一方ではそんなドリーミーなサウンドを聴かせつつ、最後の「All I Want」のような破壊的でパンキッシュな作品があったりと、比較的ヘヴィーなバンドサウンドを聴かせる作品も多いのも彼らの特徴。ダイナミックなサウンドと幻想的でノイジーなギターサウンドのバランスの良さもまた大きな魅力となっていました。
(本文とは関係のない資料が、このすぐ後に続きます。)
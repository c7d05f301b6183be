//! Per-table coercion and validation.
//!
//! Cleaning only nulls cells or removes rows; it never adds either, and running it
//! twice yields the same tables as running it once.

use std::collections::HashSet;

use scorecard_core::{ColumnKind, NormalizedTables, Row, Scalar, Table};
use thiserror::Error;
use tracing::{info, warn};

const PAIR_SUM_MIN: f64 = 0.99;
const PAIR_SUM_MAX: f64 = 1.01;

#[derive(Debug, Error, PartialEq)]
pub enum CleanError {
    #[error("no school rows to clean")]
    EmptyInput,
}

/// Values above 1 are read as a 0-100 percentage.
pub fn normalize_rate(value: f64) -> f64 {
    if value > 1.0 {
        value / 100.0
    } else {
        value
    }
}

fn coerce(kind: ColumnKind, value: &Scalar) -> Scalar {
    match kind {
        ColumnKind::Id | ColumnKind::Text => value.canonical_text().map(Scalar::Text).unwrap_or_default(),
        ColumnKind::Integer => value.as_f64().map(f64::round).into(),
        ColumnKind::Float => value.as_f64().into(),
        ColumnKind::Rate => value.as_f64().map(|v| normalize_rate(v).clamp(0.0, 1.0)).into(),
        ColumnKind::Money => value.as_f64().filter(|v| *v >= 0.0).into(),
    }
}

fn coerce_row(table: &Table, row: &Row) -> Row {
    table
        .schema
        .columns
        .iter()
        .zip(row)
        .map(|(column, value)| coerce(column.kind, value))
        .collect()
}

/// Rebuilds a table from `rows`, coercing every cell and keeping the first row per key.
/// Rows whose key is null are dropped.
fn rebuild<'a>(
    table: &Table,
    rows: impl Iterator<Item = &'a Row>,
    allowed: Option<&HashSet<String>>,
) -> Table {
    let key = table.schema.key_index();
    let mut seen = HashSet::new();
    let mut out = Table::new(table.schema);
    for row in rows {
        let row = coerce_row(table, row);
        let Some(id) = row.get(key).and_then(Scalar::as_str).map(str::to_owned) else {
            continue;
        };
        if allowed.is_some_and(|ids| !ids.contains(&id)) {
            continue;
        }
        if seen.insert(id) {
            out.push(row);
        }
    }
    out
}

fn school_ids(school: &Table) -> HashSet<String> {
    school
        .keys()
        .filter_map(Scalar::as_str)
        .map(str::to_owned)
        .collect()
}

/// Nulls both shares when they do not add up to a whole.
fn check_demographic_pair(table: &mut Table) {
    let (Some(men), Some(women)) = (
        table.schema.column_index("demographics_men_pct"),
        table.schema.column_index("demographics_women_pct"),
    ) else {
        return;
    };
    let mut nulled = 0usize;
    for row in &mut table.rows {
        if let (Some(m), Some(w)) = (row[men].as_f64(), row[women].as_f64()) {
            let sum = m + w;
            if !(PAIR_SUM_MIN..=PAIR_SUM_MAX).contains(&sum) {
                row[men] = Scalar::Null;
                row[women] = Scalar::Null;
                nulled += 1;
            }
        }
    }
    if nulled > 0 {
        warn!(rows = nulled, "nulled inconsistent men/women shares");
    }
}

/// Whole rows leave the admission table when the overall rate is out of range.
/// A missing rate keeps the row.
fn admission_in_range(table: &Table, row: &Row) -> bool {
    table
        .cell(row, "admission_rate_overall")
        .and_then(Scalar::as_f64)
        .map(|rate| (0.0..=1.0).contains(&normalize_rate(rate)))
        .unwrap_or(true)
}

pub fn clean(tables: NormalizedTables) -> Result<NormalizedTables, CleanError> {
    if tables.school.is_empty() {
        return Err(CleanError::EmptyInput);
    }

    let school = rebuild(&tables.school, tables.school.rows.iter(), None);
    let ids = school_ids(&school);

    let mut demographics = rebuild(&tables.demographics, tables.demographics.rows.iter(), Some(&ids));
    check_demographic_pair(&mut demographics);

    let admission_rows: Vec<&Row> = tables
        .admission
        .rows
        .iter()
        .filter(|row| admission_in_range(&tables.admission, row))
        .collect();
    let dropped_admission = tables.admission.len() - admission_rows.len();
    let admission = rebuild(&tables.admission, admission_rows.into_iter(), Some(&ids));
    if dropped_admission > 0 {
        warn!(rows = dropped_admission, "dropped admission rows with out-of-range overall rate");
    }

    let test_scores = rebuild(&tables.test_scores, tables.test_scores.rows.iter(), Some(&ids));
    let transfer_rate = rebuild(&tables.transfer_rate, tables.transfer_rate.rows.iter(), Some(&ids));
    let college_metrics = rebuild(&tables.college_metrics, tables.college_metrics.rows.iter(), Some(&ids));

    let cleaned = NormalizedTables {
        school,
        demographics,
        admission,
        test_scores,
        transfer_rate,
        college_metrics,
    };
    info!(
        schools_in = tables.school.len(),
        schools_out = cleaned.school.len(),
        "cleaned normalized tables"
    );
    Ok(cleaned)
}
セルフタイトルにふさわしい、彼ららしさが満載の傑作アルバムに仕上がっていた本作。シューゲイザー好きにはたまらない、壺につきまくりの作品だったのではないでしょうか。目新しさという点は薄いため、音楽系メディアの評価はさほど高くないのかもしれませんが、私個人としては、個人的な年間ベスト10に入りそうなくらいはまってしまいそうな傑作アルバム。終始、ノイジーサウンドと清涼感あふれるボーカルが魅力的なアルバムでした。
評価:★★★★★
Ringo Deathstarr 過去の作品
Shadow
Mauve
PURE MODE
ほかに聴いたアルバム
In Another Room/Paul Weller
ポール・ウェラーの新作は、なんとエクスペリメンタル・ミュージックによる4曲入りの新譜。いつもの彼のイメージとは全く異なる実験的な現代音楽に、もし何も情報がないまま聴いたとしたらビックリするのではないでしょうか。ただ、どこか流れるポップなメロディーラインに、Paul Wellerらしさを感じる部分がない訳でもないのですが・・・。現在61歳の彼でありながらも、いまなお続けるこの挑戦心には驚かされるのですが、ただ内容的にはやはり一般受けするような内容でもなく、決して非常に目新しいという感じでもなく、よほど熱心なファン以外は無理に聴く必要はないような印象を受けてしまいました。
評価:★★★
Paul Weller 過去の作品
22 DREAMS
Wake Up The Nation
Sonik Kicks
A Kind Revolution
True Meanings
If You're Going To The City: Sweet Relief Tribute To Mose Allison
2016年に89歳で亡くなった、アメリカはミシシッピ出身のジャズピアニスト。彼はジャズピアニストでありながら、ローリングストーンズやTHE WHOなどのロックミュージシャンやブルースミュージシャンへも大きな影響を与えたミュージシャンで、今回、Iggy PopやJackson Browneなどロック/R&Bミュージックから数多くの大物が参加したトリビュートアルバム。あのPixiesのFrank Blackも参加。Pixiesの「Allision」は彼に捧げたもの・・・・・・ってそうだったんですか!全体的にはムーディーでブルージーなカバーがメインとなっており、確かにブルース色の強い作品が並んでおり、ロックやブルースへの強い影響を感じさせます。全体的には落ち着いた渋い味わいに聴き入ってしまう、Mose Allisonへの愛情を感じさせるトリビュートアルバムに仕上がっていました。